### DATA UNDER STUDY
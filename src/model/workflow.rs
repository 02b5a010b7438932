use serde::{Deserialize, Serialize};

use crate::{
    DagflowError, Result,
    model::{EdgeModel, NodeModel},
};

#[derive(Debug, Clone, Default, Serialize, Deserialize, PartialEq)]
pub struct WorkflowModel {
    #[serde(default)]
    pub id: String,
    #[serde(default)]
    pub name: String,
    pub nodes: Vec<NodeModel>,
    #[serde(default)]
    pub edges: Vec<EdgeModel>,
}

impl WorkflowModel {
    pub fn new(
        nodes: Vec<NodeModel>,
        edges: Vec<EdgeModel>,
    ) -> Self {
        Self {
            nodes,
            edges,
            ..Default::default()
        }
    }

    pub fn from_json(s: &str) -> Result<Self> {
        let workflow = serde_json::from_str::<WorkflowModel>(s);
        match workflow {
            Ok(v) => Ok(v),
            Err(e) => Err(DagflowError::Workflow(format!("{}", e))),
        }
    }
}
pub mod end;
pub mod http;
pub mod intent;
pub mod knowledge;
pub mod llm;
pub mod start;
pub mod string;

use std::{collections::HashMap, sync::Arc, time::Duration};

use async_trait::async_trait;
use serde::de::DeserializeOwned;
use serde_json::Value;

use crate::{DagflowError, Result, config::HttpConfig, model::NodeType, runtime::ExecutionContext, services::Services, workflow::template::Resolver};

pub use end::EndExecutor;
pub use http::HttpExecutor;
pub use intent::IntentExecutor;
pub use knowledge::KnowledgeExecutor;
pub use llm::LlmExecutor;
pub use start::StartExecutor;
pub use string::StringExecutor;

#[async_trait]
pub trait NodeExecutor: Send + Sync {
    /// Returns the [`NodeType`] this executor handles.
    fn node_type(&self) -> NodeType;

    /// Executes one node.
    ///
    /// # Arguments
    ///
    /// * `data` - The node's raw configuration.
    /// * `ctx` - Outputs committed so far in this run, plus the trigger input.
    /// * `resolver` - Interpolates `{path}` tokens in string settings.
    ///
    /// # Returns
    ///
    /// The node output, committed to the context under the node id on success.
    async fn execute(
        &self,
        data: &Value,
        ctx: &ExecutionContext,
        resolver: &Resolver,
    ) -> Result<Value>;
}

/// Typed node configuration checked against a JSON schema before it is
/// deserialized.
pub trait NodeConfig: DeserializeOwned {
    fn schema() -> Value;

    fn parse(data: &Value) -> Result<Self> {
        let schema = Self::schema();
        jsonschema::validate(&schema, data)?;
        serde_json::from_value::<Self>(data.clone()).map_err(|err| DagflowError::Node(format!("invalid node config: {}", err)))
    }
}

/// Maps each [`NodeType`] to the executor that runs it.
#[derive(Clone)]
pub struct NodeRegistry {
    executors: HashMap<NodeType, Arc<dyn NodeExecutor>>,
}

impl NodeRegistry {
    /// A registry holding every built-in executor.
    pub fn new(
        services: &Services,
        http: &HttpConfig,
    ) -> Self {
        let mut registry = Self {
            executors: HashMap::new(),
        };
        registry.register(Arc::new(StartExecutor));
        registry.register(Arc::new(EndExecutor));
        registry.register(Arc::new(HttpExecutor::new(http)));
        registry.register(Arc::new(StringExecutor));
        registry.register(Arc::new(IntentExecutor::new(services.llm.clone())));
        registry.register(Arc::new(LlmExecutor::new(services.llm.clone())));
        registry.register(Arc::new(KnowledgeExecutor::new(services.knowledge.clone())));
        registry
    }

    /// Register an executor, replacing any previous one for the same type.
    pub fn register(
        &mut self,
        executor: Arc<dyn NodeExecutor>,
    ) {
        self.executors.insert(executor.node_type(), executor);
    }

    pub fn get(
        &self,
        node_type: NodeType,
    ) -> Result<Arc<dyn NodeExecutor>> {
        self.executors.get(&node_type).cloned().ok_or_else(|| DagflowError::Engine(format!("no executor registered for node type '{}'", node_type)))
    }
}

/// Resolve an optional string setting.
pub(crate) fn resolve_opt(
    value: Option<&str>,
    ctx: &ExecutionContext,
    resolver: &Resolver,
) -> Result<Option<String>> {
    value.map(|v| resolver.resolve(v, ctx)).transpose()
}

/// Convert a `timeout` setting in seconds, rejecting values no [`Duration`] can hold.
pub(crate) fn seconds(value: f64) -> Result<Duration> {
    Duration::try_from_secs_f64(value).map_err(|err| DagflowError::Node(format!("invalid timeout {}: {}", value, err)))
}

### TASK DIRECTIONS
If a line of the data holds the string "timeout", list it.

### RESULT BELOW
/// Convert a `timeout` setting in seconds, rejecting values no [`Duration`] can hold.
    Duration::try_from_secs_f64(value).map_err(|err| DagflowError::Node(format!("invalid timeout {}: {}", value, err)))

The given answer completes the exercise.